Леонард Дж. Кох посвятил 35 лет своей жизни ядерной энергетике, хотя в детстве даже и не мечтал стать ученым. Как он сам вспоминает, «раннее детство было довольно обычным, и, хотя мы были бедны, я не знал об этом, потому что практически все наши друзья и родственники были так же бедны». Леонард учился в средней школе с 1933 по 1937 год, в очень сложный период в мире и Соединенных Штатах. Это были годы Великой депрессии, финансового кризиса, начавшегося в 1929 году и продолжавшегося до 1939 года.

Не было кредитов в колледже, было очень мало стипендий и очень мало рабочих мест. Учебные программы, на которые могли рассчитывать выпускники, варьировались от классов «школы торговли» до подготовительных программ колледжа. Леонард выбрал подготовку к колледжу, он хотел учиться, ему нравилось работать с цифрами, и он подумывал о бухгалтерском учете. Учебный план был непрост, но он еще в ранней юности научил его дисциплине, усидчивости и умению самостоятельно овладевать знаниями.

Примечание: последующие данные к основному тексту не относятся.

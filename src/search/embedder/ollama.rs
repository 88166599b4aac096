use async_trait::async_trait;
use reqwest::Client;
use serde::{Deserialize, Serialize};
use std::time::Duration;
use tracing::{debug, warn};

use super::{Embedder, ProviderHealth};
use crate::error::{Error, Result};

/// Provider diagnostics are cut to this many characters before being surfaced.
const MAX_ERROR_BODY_CHARS: usize = 200;

pub struct OllamaEmbedder {
    endpoint: String,
    model: String,
    dimensions: usize,
    client: Client,
}

#[derive(Serialize)]
struct EmbeddingRequest<'a> {
    model: &'a str,
    prompt: &'a str,
}

#[derive(Deserialize)]
struct EmbeddingResponse {
    embedding: Vec<f32>,
}

#[derive(Deserialize)]
struct OllamaTagsResponse {
    models: Vec<OllamaModel>,
}

#[derive(Deserialize)]
struct OllamaModel {
    name: String,
}

impl OllamaEmbedder {
    pub fn new(endpoint: &str, model: &str, dimensions: usize, timeout: Duration) -> Result<Self> {
        let client = Client::builder()
            .timeout(timeout)
            .build()
            .map_err(|e| Error::Config(format!("Failed to create HTTP client: {}", e)))?;

        Ok(Self {
            endpoint: endpoint.trim_end_matches('/').to_string(),
            model: model.to_string(),
            dimensions,
            client,
        })
    }

    pub fn endpoint(&self) -> &str {
        &self.endpoint
    }

    fn unavailable(&self, err: &reqwest::Error) -> Error {
        Error::ProviderUnavailable {
            endpoint: self.endpoint.clone(),
            reason: err.to_string(),
        }
    }

    fn model_matches(&self, name: &str) -> bool {
        name == self.model
            || name == format!("{}:latest", self.model)
            || name.split(':').next() == Some(self.model.as_str())
    }
}

#[async_trait]
impl Embedder for OllamaEmbedder {
    async fn embed(&self, text: &str) -> Result<Vec<f32>> {
        let request = EmbeddingRequest {
            model: &self.model,
            prompt: text,
        };

        let response = self
            .client
            .post(format!("{}/embeddings", self.endpoint))
            .json(&request)
            .send()
            .await
            .map_err(|e| self.unavailable(&e))?;

        let status = response.status();
        if !status.is_success() {
            let body = response.text().await.unwrap_or_default();
            return Err(Error::ProviderError {
                status: status.as_u16(),
                body: truncate_chars(&body, MAX_ERROR_BODY_CHARS),
            });
        }

        let parsed: EmbeddingResponse = response.json().await.map_err(|e| Error::ProviderError {
            status: status.as_u16(),
            body: truncate_chars(&format!("invalid embedding payload: {}", e), MAX_ERROR_BODY_CHARS),
        })?;

        if parsed.embedding.len() != self.dimensions {
            return Err(Error::ProviderError {
                status: status.as_u16(),
                body: format!(
                    "expected {} dimensions from model '{}', got {}",
                    self.dimensions,
                    self.model,
                    parsed.embedding.len()
                ),
            });
        }

        debug!(model = %self.model, chars = text.len(), "embedded text");
        Ok(parsed.embedding)
    }

    fn dimensions(&self) -> usize {
        self.dimensions
    }

    async fn health_check(&self) -> ProviderHealth {
        let response = match self
            .client
            .get(format!("{}/tags", self.endpoint))
            .send()
            .await
        {
            Ok(response) => response,
            Err(e) => return ProviderHealth::Unavailable(self.unavailable(&e).to_string()),
        };

        if !response.status().is_success() {
            return ProviderHealth::Unavailable(format!(
                "health check returned {}",
                response.status()
            ));
        }

        let tags: OllamaTagsResponse = match response.json().await {
            Ok(tags) => tags,
            Err(e) => return ProviderHealth::Unavailable(format!("invalid tags payload: {}", e)),
        };

        if tags.models.iter().any(|m| self.model_matches(&m.name)) {
            return ProviderHealth::Ready;
        }

        warn!(
            model = %self.model,
            "embedding model not installed; pull it with `ollama pull {}`",
            self.model
        );
        ProviderHealth::ModelMissing {
            model: self.model.clone(),
            available: tags.models.into_iter().map(|m| m.name).collect(),
        }
    }
}

fn truncate_chars(text: &str, max: usize) -> String {
    if text.chars().count() <= max {
        return text.to_string();
    }
    let mut out: String = text.chars().take(max).collect();
    out.push_str("...");
    out
}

К счастью, в окружении Леонарда нашлись люди, которые увлекли его миром техники. У него появился большой интерес к двигателям внутреннего сгорания, и он сменил бухгалтерский профиль обучения на машиностроение. Тогда же появилась и «Программа сотрудничества», предлагаемая Технологическим институтом Брони (позже переименованным в Технологический институт штата Иллинойс). Эта пятилетняя программа обучения по окончании давала степень бакалавра наук в области машиностроения.

Университет не предоставлял рабочие места, но привлекал к сотрудничеству крупные компании. Леонард практиковался в Liquid Carbonic Corp., которая производила оборудование для розлива безалкогольных напитков и пива. Для выполнения учебных заданий пришлось знакомиться с работой литейного, механического цехов, собирать, монтировать по чертежам и испытывать вместе со старшими коллегами различные машины и устройства. Это была хорошая школа для будущего инженера. И он даже спустя много лет с благодарностью вспоминал тех людей, которые были готовы потратить время, чтобы объяснить ему какую-то техническую премудрость.

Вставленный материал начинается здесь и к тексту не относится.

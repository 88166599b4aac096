use clap::{Parser, Subcommand};
use std::path::PathBuf;

/// Local hybrid keyword + semantic search over markdown and text documents.
#[derive(Parser, Debug)]
#[command(name = "docsift", version, about, long_about = None)]
pub struct Args {
    /// Path to the index database (overrides config and DOCSIFT_DB_PATH)
    #[arg(long, global = true, value_name = "FILE")]
    pub db: Option<PathBuf>,

    /// Configuration file (default: ./docsift.toml when present)
    #[arg(short, long, global = true, value_name = "FILE")]
    pub config: Option<PathBuf>,

    /// Enable verbose logging
    #[arg(short, long, global = true)]
    pub verbose: bool,

    #[command(subcommand)]
    pub command: Command,
}

#[derive(Subcommand, Debug)]
pub enum Command {
    /// Index documents under a directory
    Index {
        /// Directory to index
        #[arg(default_value = ".")]
        path: PathBuf,

        /// Skip embeddings and build a keyword-only index
        #[arg(long)]
        no_embed: bool,

        /// Also remove sources whose files no longer exist
        #[arg(long)]
        prune: bool,
    },

    /// Search the index and print summarized results
    Search {
        /// Search query
        query: String,

        /// Number of results to return (default from config, 3)
        #[arg(short = 'k', long)]
        top_k: Option<usize>,

        /// Output results as JSON
        #[arg(long)]
        json: bool,
    },

    /// Show a chunk with its neighbouring context
    Fetch {
        /// Chunk id as printed by `search`
        id: i64,

        /// Output as JSON
        #[arg(long)]
        json: bool,
    },

    /// Show index statistics and embedding provider health
    Status {
        /// Output as JSON
        #[arg(long)]
        json: bool,
    },

    /// Remove indexed sources whose files no longer exist
    Prune,

    /// Run as an MCP server on stdio
    Serve,
}
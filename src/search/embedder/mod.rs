mod ollama;

pub use ollama::OllamaEmbedder;

use async_trait::async_trait;
use futures::stream::{self, BoxStream, StreamExt, TryStreamExt};

use crate::config::EmbedderConfig;
use crate::error::Result;

/// Provider availability as reported by [`Embedder::health_check`].
#[derive(Debug, Clone, PartialEq, Eq)]
pub enum ProviderHealth {
    Ready,
    /// Provider is up but the configured model is not installed. Not fatal:
    /// callers continue in keyword-only mode.
    ModelMissing {
        model: String,
        available: Vec<String>,
    },
    Unavailable(String),
}

impl ProviderHealth {
    pub fn is_ready(&self) -> bool {
        matches!(self, ProviderHealth::Ready)
    }
}

#[async_trait]
pub trait Embedder: Send + Sync {
    async fn embed(&self, text: &str) -> Result<Vec<f32>>;

    fn dimensions(&self) -> usize;

    async fn health_check(&self) -> ProviderHealth;

    /// Lazily embeds each text with one sequential `embed` call per item.
    fn embed_stream<'a>(&'a self, texts: &'a [String]) -> BoxStream<'a, Result<Vec<f32>>> {
        stream::iter(texts)
            .then(move |text| self.embed(text))
            .boxed()
    }

    /// Sequential, not batched: latency grows linearly with `texts.len()`.
    async fn embed_batch(&self, texts: &[String]) -> Result<Vec<Vec<f32>>> {
        self.embed_stream(texts).try_collect().await
    }
}

pub fn create_embedder(config: &EmbedderConfig) -> Result<Box<dyn Embedder>> {
    Ok(Box::new(OllamaEmbedder::new(
        &config.endpoint,
        &config.model,
        config.dimensions,
        std::time::Duration::from_secs(config.timeout_secs),
    )?))
}
use thiserror::Error;

/// Error taxonomy shared by the store, the embedding client and the search surface.
#[derive(Debug, Error)]
pub enum Error {
    /// The embedding provider could not be reached at all.
    #[error("Embedding provider unavailable at {endpoint}: {reason}")]
    ProviderUnavailable { endpoint: String, reason: String },

    /// The provider answered, but not with a usable embedding.
    #[error("Embedding provider error ({status}): {body}")]
    ProviderError { status: u16, body: String },

    #[error("Invalid input: {0}")]
    Validation(String),

    #[error("Not found: {0}")]
    NotFound(String),

    #[error("Store unavailable at {path}: {reason}")]
    StoreUnavailable { path: String, reason: String },

    #[error("Storage error: {0}")]
    Storage(#[from] rusqlite::Error),

    #[error("Invalid configuration: {0}")]
    Config(String),

    #[error(transparent)]
    Io(#[from] std::io::Error),
}

impl Error {
    /// Errors that only affect the semantic channel; callers fall back to keyword search.
    pub fn is_provider(&self) -> bool {
        matches!(
            self,
            Error::ProviderUnavailable { .. } | Error::ProviderError { .. }
        )
    }
}

pub type Result<T> = std::result::Result<T, Error>;
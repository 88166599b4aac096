use std::path::{Path, PathBuf};
use tracing::{debug, warn};
use walkdir::{DirEntry, WalkDir};

use crate::error::{Error, Result};

pub const SUPPORTED_EXTENSIONS: &[&str] = &["md", "mdx", "txt", "rst"];

/// Dependency and build directories that never hold source documents.
pub const SKIP_DIRS: &[&str] = &[
    "node_modules",
    "target",
    "dist",
    "build",
    "vendor",
    "venv",
    "__pycache__",
    "site-packages",
];

#[derive(Debug, Clone, PartialEq, Eq)]
pub struct SourceFile {
    /// Canonical absolute path.
    pub path: PathBuf,
    /// `path` as a string; the source identity in the store, so the same
    /// file keeps one identity whichever root it was reached from.
    pub source_path: String,
    /// Path relative to the scan root with `/` separators, for display.
    pub relative_path: String,
    pub extension: String,
    pub size: u64,
}

pub fn is_eligible(path: &Path) -> bool {
    path.extension()
        .and_then(|e| e.to_str())
        .map(|e| SUPPORTED_EXTENSIONS.contains(&e.to_ascii_lowercase().as_str()))
        .unwrap_or(false)
}

fn is_skipped_dir(entry: &DirEntry) -> bool {
    if entry.depth() == 0 || !entry.file_type().is_dir() {
        return false;
    }
    let name = entry.file_name().to_string_lossy();
    name.starts_with('.') || SKIP_DIRS.contains(&name.as_ref())
}

/// Absolute form of a path used as a source identity.
pub fn source_identity(path: &Path) -> Result<String> {
    Ok(path.canonicalize()?.to_string_lossy().into_owned())
}

/// Recursively collect eligible documents under `root`, sorted by relative path.
pub fn scan_directory(root: &Path) -> Result<Vec<SourceFile>> {
    if !root.is_dir() {
        return Err(Error::Validation(format!(
            "not a directory: {}",
            root.display()
        )));
    }
    let root = root.canonicalize()?;
    let root = root.as_path();

    let mut files = Vec::new();
    let walker = WalkDir::new(root)
        .follow_links(false)
        .into_iter()
        .filter_entry(|e| !is_skipped_dir(e));

    for entry in walker {
        let entry = match entry {
            Ok(entry) => entry,
            Err(e) => {
                warn!(error = %e, "skipping unreadable entry");
                continue;
            }
        };
        if !entry.file_type().is_file() || !is_eligible(entry.path()) {
            continue;
        }

        let path = entry.path();
        let relative_path = path
            .strip_prefix(root)
            .unwrap_or(path)
            .components()
            .map(|c| c.as_os_str().to_string_lossy())
            .collect::<Vec<_>>()
            .join("/");
        let extension = path
            .extension()
            .map(|e| e.to_string_lossy().to_ascii_lowercase())
            .unwrap_or_default();
        let size = entry.metadata().map(|m| m.len()).unwrap_or(0);

        files.push(SourceFile {
            path: path.to_path_buf(),
            source_path: path.to_string_lossy().into_owned(),
            relative_path,
            extension,
            size,
        });
    }

    files.sort_by(|a, b| a.relative_path.cmp(&b.relative_path));
    debug!(root = %root.display(), files = files.len(), "scan complete");
    Ok(files)
}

Учебные задания и труд на реальном производстве занимали все время. Но, к счастью, работа с техникой ему нравилась, а это значит, не была в тягость.

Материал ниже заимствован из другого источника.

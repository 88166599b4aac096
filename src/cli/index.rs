use anyhow::{Context, Result};
use console::{style, Emoji};
use indicatif::{ProgressBar, ProgressStyle};
use serde::Serialize;
use std::path::Path;
use std::sync::Arc;

use super::Services;
use crate::search::{ChunkStore, Indexer, ProviderHealth, StoreStats};

static INDEXING: Emoji<'_, '_> = Emoji("📊 ", "");
static SUCCESS: Emoji<'_, '_> = Emoji("✅ ", "");
static WARNING: Emoji<'_, '_> = Emoji("⚠️  ", "");
static INFO: Emoji<'_, '_> = Emoji("ℹ️  ", "");

fn indexer(services: &Services) -> Indexer {
    Indexer::new(
        services.store.clone(),
        Arc::clone(&services.embedder),
        &services.config.chunking,
    )
}

pub async fn run_index(services: &Services, path: &Path, no_embed: bool, prune: bool) -> Result<()> {
    let indexer = indexer(services);

    let pb = ProgressBar::new_spinner();
    pb.set_style(
        ProgressStyle::default_spinner()
            .template("{spinner:.green} {msg}")
            .unwrap_or_else(|_| ProgressStyle::default_spinner()),
    );
    pb.set_message(format!("{}Indexing {}...", INDEXING, path.display()));
    pb.enable_steady_tick(std::time::Duration::from_millis(100));

    let result = indexer.index_all(path, !no_embed).await;
    pb.finish_and_clear();
    let stats = result.with_context(|| format!("Failed to index {}", path.display()))?;

    println!("\n{}Indexing complete!\n", SUCCESS);
    println!("  Files scanned:   {}", style(stats.files_scanned).green());
    println!("  Chunks indexed:  {}", style(stats.chunks_indexed).cyan());
    if stats.embeddings_enabled {
        println!(
            "  Embeddings:      {} created, {} unchanged",
            style(stats.embeddings_created).cyan(),
            style(stats.embeddings_reused).dim()
        );
    } else {
        println!(
            "  Embeddings:      {}",
            style("disabled (keyword-only index)").yellow()
        );
    }
    if stats.chunks_removed > 0 {
        println!("  Stale chunks:    {} removed", style(stats.chunks_removed).yellow());
    }
    println!("  Elapsed:         {:.2}s", stats.elapsed.as_secs_f64());

    if stats.errors > 0 || stats.embedding_errors > 0 {
        println!(
            "\n{}{} file error(s), {} embedding error(s). Re-run with --verbose for details.",
            WARNING,
            style(stats.errors).red(),
            style(stats.embedding_errors).red()
        );
    }

    if prune {
        let pruned = indexer
            .prune_deleted()
            .await
            .context("Failed to prune deleted sources")?;
        if pruned > 0 {
            println!(
                "\n  Pruned:          {} (deleted files removed from index)",
                style(pruned).yellow()
            );
        }
    }

    let totals = services.store.stats().await?;
    print_totals(&totals, services);
    Ok(())
}

pub async fn run_prune(services: &Services) -> Result<()> {
    let pruned = indexer(services)
        .prune_deleted()
        .await
        .context("Failed to prune deleted sources")?;

    if pruned == 0 {
        println!("{}Nothing to prune.", INFO);
    } else {
        println!(
            "{}Removed {} deleted source(s) from the index.",
            SUCCESS,
            style(pruned).yellow()
        );
    }
    Ok(())
}

#[derive(Serialize)]
struct StatusReport<'a> {
    database: String,
    #[serde(flatten)]
    stats: &'a StoreStats,
    provider: &'a str,
    model: &'a str,
}

pub async fn run_status(services: &Services, json: bool) -> Result<()> {
    let stats = services.store.stats().await?;
    let health = services.embedder.health_check().await;
    let provider = match &health {
        ProviderHealth::Ready => "ready",
        ProviderHealth::ModelMissing { .. } => "model missing",
        ProviderHealth::Unavailable(_) => "unavailable",
    };

    if json {
        let report = StatusReport {
            database: services.config.store.path.display().to_string(),
            stats: &stats,
            provider,
            model: &services.config.embedder.model,
        };
        println!("{}", serde_json::to_string_pretty(&report)?);
        return Ok(());
    }

    println!(
        "\n{}Index Status: {}",
        INFO,
        services.config.store.path.display()
    );
    print_totals(&stats, services);

    let provider_line = match &health {
        ProviderHealth::Ready => style(provider.to_string()).green(),
        ProviderHealth::ModelMissing { .. } => style(format!(
            "{} (run `ollama pull {}`)",
            provider, services.config.embedder.model
        ))
        .yellow(),
        ProviderHealth::Unavailable(reason) => {
            style(format!("{} ({})", provider, reason)).red()
        }
    };
    println!(
        "  Embeddings via:  {} [{}]",
        services.config.embedder.endpoint, services.config.embedder.model
    );
    println!("  Provider:        {}", provider_line);
    Ok(())
}

fn print_totals(stats: &StoreStats, services: &Services) {
    println!("\n{}Index Statistics:", INFO);
    println!("  Total sources:   {}", style(stats.total_sources).green());
    println!("  Total chunks:    {}", style(stats.total_chunks).cyan());
    println!("  Embedded chunks: {}", style(stats.total_embeddings).cyan());
    if let Some(updated) = stats.last_updated {
        println!(
            "  Last updated:    {}",
            style(updated.format("%Y-%m-%d %H:%M:%S")).dim()
        );
    }
    if stats.total_chunks > 0 && stats.total_embeddings == 0 {
        println!(
            "  {}",
            style(format!(
                "Keyword-only index: start the embedding provider at {} and re-run `docsift index` for semantic search.",
                services.config.embedder.endpoint
            ))
            .dim()
        );
    }
}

Еще одной хорошей школой, которая очень помогла ему в будущем, был, как ни странно… гольф. С 10 лет Леонарду пришлось работать: он доставлял газеты, подрабатывал, как и где мог. В 13 лет ему повезло получить работу кэдди, помощника игрока в гольф, который носит за игроком его клюшки. В процессе он и сам научился играть, а эта сложная игра требует полного внимания, точности, хорошей спортивной формы и умения контролировать свои силы. Эти навыки ему очень пригодились впоследствии, а гольф остался любовью на всю жизнь. В качестве кэдди он зарабатывал 75 центов за 4 часа работы, позже его начальная заработная плата научного сотрудника составляла 45 центов в час. Это были трудные времена, но это была важная часть его «реального» образования.